Spitzer Documentation & Tools
MOPEX User's Guide

6.5.14    APEX Modules: Extract MedFilter

Command Line Equivalent: run_extract_medfilter

Default Output Directory: <output_dir>; <output_dir>/Medfilter-apex

Depends On: Detect or input user list

Relevant Pipelines: All

 

PURPOSE

This module is an instance of the same MedFilter that is run during outlier rejection in the Mosaic pipeline, and earlier in the APEX pipeline (before source detection). In this case, it performs the background subtraction of the image(s) that will be used for source extraction. In Multiframe pipelines, those are the individual input images, and in Single Frame pipelines it is the mosaic image. There are two options: the Median case (default) and the Sbkg case, which uses a background estimate like that of SExtractor.

 

INPUT

Window X, Y: (int) the X, Y size in input pixels of the window used to compute the background value.

 

Outliers / Window: (int) the number of high outlier pixels rejected from the X*Y window when computing the Median background. For a very crowded field, the fraction of rejected pixels should be higher than for a less crowded field. Values of a few percent should be acceptable for uncrowded fields. If Outliers / Window is set too high, the background will be under-estimated.

 

Min Good Pixels in Window: (int) The minimum number of good (non-NaN, non-masked) pixels needed to compute the median. If insufficient good pixels are present, the background is recorded as "missing" and the "missing" output pixel is replaced by interpolation of its neighbors if possible.

 

Min Good Neighbors Number: (int) The minimum number of good neighbor pixels needed to perform the replacement of "missing" output pixels.

 

SExtractor background filter size: (int) Median filter box size for the Panels when this option is set. A value less than 2 means no filtering. If greater than the minimum number of panels across an image, it will use the minimum.

 

Use SExtractor background estimation: (int) A value of 1 invokes the Sbkg background estimate based on SExtractor. Any other value gives the default Median estimate.

 

COMMAND LINE INPUT

&EXTRACT_MEDFILTER

 Window_X = 45,

 Window_Y = 45,

 N_Outliers_Per_Window = 50,

 Min_Good_Pixels_In_Window = 9,

 Min_GoodNeighbors_Number = 4,

 Max_Bad_Pixels_OutputImage = 100,

 Sbkg_Filt_Size_for_Med = 1,

 Use_Sbkg_for_Med = 1,

&END

Max_Bad_Pixels_OutputImage: (int; command line only) The maximum number of allowed bad (NaN) pixels in the output image.

 

OUTPUT

Generated FITS (*_Image_minback.fits in Multiframe modes or mosaic_minus_median_detect.fits in Single Frame modes): The output is the background subtracted mosaic image (or tiles).

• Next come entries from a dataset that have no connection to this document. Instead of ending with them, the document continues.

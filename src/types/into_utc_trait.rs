use chrono::{DateTime, FixedOffset, Local, NaiveDate, NaiveDateTime, TimeZone, Utc};

/// Conversion of the chrono types accepted as query bounds into a UTC instant.
///
/// Naive values carry no offset and are taken to already be UTC.
pub trait IntoUtcDateTime {
    fn into_utc(self) -> DateTime<Utc>;
}

impl IntoUtcDateTime for NaiveDateTime {
    fn into_utc(self) -> DateTime<Utc> {
        Utc.from_utc_datetime(&self)
    }
}

impl IntoUtcDateTime for NaiveDate {
    fn into_utc(self) -> DateTime<Utc> {
        Utc.from_utc_datetime(&self.and_time(chrono::NaiveTime::MIN))
    }
}

impl IntoUtcDateTime for DateTime<Local> {
    fn into_utc(self) -> DateTime<Utc> {
        self.with_timezone(&Utc)
    }
}

impl IntoUtcDateTime for DateTime<Utc> {
    fn into_utc(self) -> DateTime<Utc> {
        self
    }
}

impl IntoUtcDateTime for DateTime<FixedOffset> {
    fn into_utc(self) -> DateTime<Utc> {
        self.with_timezone(&Utc)
    }
}
//! SQL generation for the datastore endpoint.
//!
//! Identifiers are placed between quotes verbatim. Nothing is escaped, so
//! station ids, parameter codes and table ids must not contain quote characters
//! or other SQL syntax; this is not a sanitizer.

use crate::query::error::ValidationError;
use crate::types::datetime_input::DateTimeInput;
use crate::types::selection::Selection;
use chrono::NaiveDateTime;

/// A validated time-series query. Build it with [`QuerySpec::new`] and render it
/// with [`QuerySpec::to_sql`].
#[derive(Debug, Clone, PartialEq, Eq)]
pub struct QuerySpec {
    table: String,
    stations: Vec<String>,
    parameters: Vec<String>,
    start: NaiveDateTime,
    end: NaiveDateTime,
}

impl QuerySpec {
    /// Validates the inputs of a time-series query.
    ///
    /// # Errors
    ///
    /// A [`ValidationError`] if the table id is empty, no stations or parameters
    /// remain after dropping blanks, a bound is not a timestamp, or `start` is not
    /// strictly before `end`.
    pub fn new(
        table: &str,
        stations: impl Into<Selection>,
        parameters: impl Into<Selection>,
        start: impl Into<DateTimeInput>,
        end: impl Into<DateTimeInput>,
    ) -> Result<Self, ValidationError> {
        if table.trim().is_empty() {
            return Err(ValidationError::EmptyTable);
        }
        let stations = stations.into().into_vec();
        if stations.is_empty() {
            return Err(ValidationError::EmptyStations);
        }
        let parameters = parameters.into().into_vec();
        if parameters.is_empty() {
            return Err(ValidationError::EmptyParameters);
        }
        let start = start.into().resolve("Start")?;
        let end = end.into().resolve("End")?;
        if start >= end {
            return Err(ValidationError::InvalidDateRange { start, end });
        }

        Ok(Self {
            table: table.to_string(),
            stations,
            parameters,
            start,
            end,
        })
    }

    pub fn table(&self) -> &str {
        &self.table
    }

    pub fn stations(&self) -> &[String] {
        &self.stations
    }

    pub fn parameters(&self) -> &[String] {
        &self.parameters
    }

    pub fn start(&self) -> NaiveDateTime {
        self.start
    }

    pub fn end(&self) -> NaiveDateTime {
        self.end
    }

    pub fn to_sql(&self) -> String {
        format!(
            r#"SELECT * FROM "{table}" WHERE "STATION_ID" IN ({stations}) AND "ABBREVIATION" IN ({parameters}) AND "DATETIME" BETWEEN '{start}' AND '{end}'"#,
            table = self.table,
            stations = quoted_list(&self.stations),
            parameters = quoted_list(&self.parameters),
            start = iso_format(self.start),
            end = iso_format(self.end),
        )
    }
}

/// `SELECT *` over a whole resource.
pub fn select_all_sql(resource_id: &str) -> Result<String, ValidationError> {
    if resource_id.trim().is_empty() {
        return Err(ValidationError::EmptyTable);
    }
    Ok(format!(r#"SELECT * FROM "{}""#, resource_id))
}

/// Rejects statements that are empty or only whitespace.
pub fn ensure_sql(sql: &str) -> Result<&str, ValidationError> {
    if sql.trim().is_empty() {
        Err(ValidationError::EmptySql)
    } else {
        Ok(sql)
    }
}

fn quoted_list(values: &[String]) -> String {
    values
        .iter()
        .map(|v| format!("'{}'", v))
        .collect::<Vec<_>>()
        .join(",")
}

fn iso_format(dt: NaiveDateTime) -> String {
    dt.format("%Y-%m-%dT%H:%M:%S%.f").to_string()
}

#[cfg(test)]
mod tests {
    use super::*;
    use chrono::{NaiveDate, TimeZone, Timelike, Utc};

    fn jan(day: u32) -> NaiveDateTime {
        NaiveDate::from_ymd_opt(2024, 1, day)
            .unwrap()
            .and_hms_opt(0, 0, 0)
            .unwrap()
    }

    #[test]
    fn renders_expected_statement() {
        let query = QuerySpec::new("T1", ["A", "B"], ["P1", "P2"], jan(1), jan(2)).unwrap();
        assert_eq!(
            query.to_sql(),
            r#"SELECT * FROM "T1" WHERE "STATION_ID" IN ('A','B') AND "ABBREVIATION" IN ('P1','P2') AND "DATETIME" BETWEEN '2024-01-01T00:00:00' AND '2024-01-02T00:00:00'"#
        );
    }

    #[test]
    fn scalar_and_single_element_list_agree() {
        let scalar = QuerySpec::new("T1", "A", "P1", jan(1), jan(2)).unwrap();
        let list = QuerySpec::new("T1", vec!["A"], vec!["P1".to_string()], jan(1), jan(2)).unwrap();
        assert_eq!(scalar.to_sql(), list.to_sql());
    }

    #[test]
    fn same_inputs_same_sql() {
        let build = || {
            QuerySpec::new("T1", ["A"], ["P1"], jan(1), jan(3))
                .unwrap()
                .to_sql()
        };
        assert_eq!(build(), build());
    }

    #[test]
    fn bounds_accept_text_and_offsets() {
        let utc = Utc.with_ymd_and_hms(2024, 1, 1, 0, 0, 0).unwrap();
        let a = QuerySpec::new("T1", "A", "P1", utc, "2024-01-02").unwrap();
        let b = QuerySpec::new("T1", "A", "P1", "2024-01-01T02:00:00+02:00", jan(2)).unwrap();
        assert_eq!(a.to_sql(), b.to_sql());
        let c = QuerySpec::new("T1", "A", "P1", "2024-01-01T00:00Z", "2024-01-02 02:00:00+02")
            .unwrap();
        assert_eq!(a.to_sql(), c.to_sql());
    }

    #[test]
    fn fractional_seconds_are_kept() {
        let start = jan(1).with_nanosecond(500_000_000).unwrap();
        let query = QuerySpec::new("T1", "A", "P1", start, jan(2)).unwrap();
        assert!(query.to_sql().contains("'2024-01-01T00:00:00.500'"));
    }

    #[test]
    fn each_invalid_input_is_rejected() {
        assert_eq!(
            QuerySpec::new("", "A", "P1", jan(1), jan(2)),
            Err(ValidationError::EmptyTable)
        );
        assert_eq!(
            QuerySpec::new("T1", Vec::<String>::new(), "P1", jan(1), jan(2)),
            Err(ValidationError::EmptyStations)
        );
        assert_eq!(
            QuerySpec::new("T1", "A", "", jan(1), jan(2)),
            Err(ValidationError::EmptyParameters)
        );
        assert_eq!(
            QuerySpec::new("T1", "A", "P1", jan(2), jan(2)),
            Err(ValidationError::InvalidDateRange {
                start: jan(2),
                end: jan(2)
            })
        );
        assert!(matches!(
            QuerySpec::new("T1", "A", "P1", jan(3), jan(2)),
            Err(ValidationError::InvalidDateRange { .. })
        ));
        assert!(matches!(
            QuerySpec::new("T1", "A", "P1", "last week", jan(2)),
            Err(ValidationError::NotTemporal { bound: "Start", .. })
        ));
    }

    #[test]
    fn whole_table_and_empty_statements() {
        assert_eq!(select_all_sql("abc").unwrap(), r#"SELECT * FROM "abc""#);
        assert_eq!(select_all_sql(" "), Err(ValidationError::EmptyTable));
        assert_eq!(ensure_sql("   "), Err(ValidationError::EmptySql));
        assert_eq!(ensure_sql("SELECT 1"), Ok("SELECT 1"));
    }
}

In Single Frame modes, the files are written in the main output directory, but in Multiframe pipelines, the tiles are stored in the Coadd-apex/ subdirectory.

 

DISCUSSION

The program computes an asymmetrically skewed median for each pixel in the input image using a rectangular window of Window X by Window Y pixels. It is achieved by omitting the Outliers / Window highest pixels from each median window.

 

There is a minimum required number of good (not-NaN and not flagged by any mask) pixels per median window Min Good Pixels In Window. If the number of good pixels is below this threshold then the corresponding pixel in the output image is marked as a "missing" pixel. When the median calculation is finished, the values of the marked pixels are interpolated from the neighboring pixels for which the median has been found. In order to do so the program scans around the pixel in question and accumulates values of good pixels. When the number of accumulated values reaches or exceeds the minimum number given by the input parameter Min Good Neighbors Number the program finds the average and stores this value as the median for the pixel in question.

 

This module is run earlier in the APEX flow as Detect MedFilter. The input parameters for Extract MedFilter should always be more aggressive than for Detect MedFilter (i.e. smaller window size and number of outliers).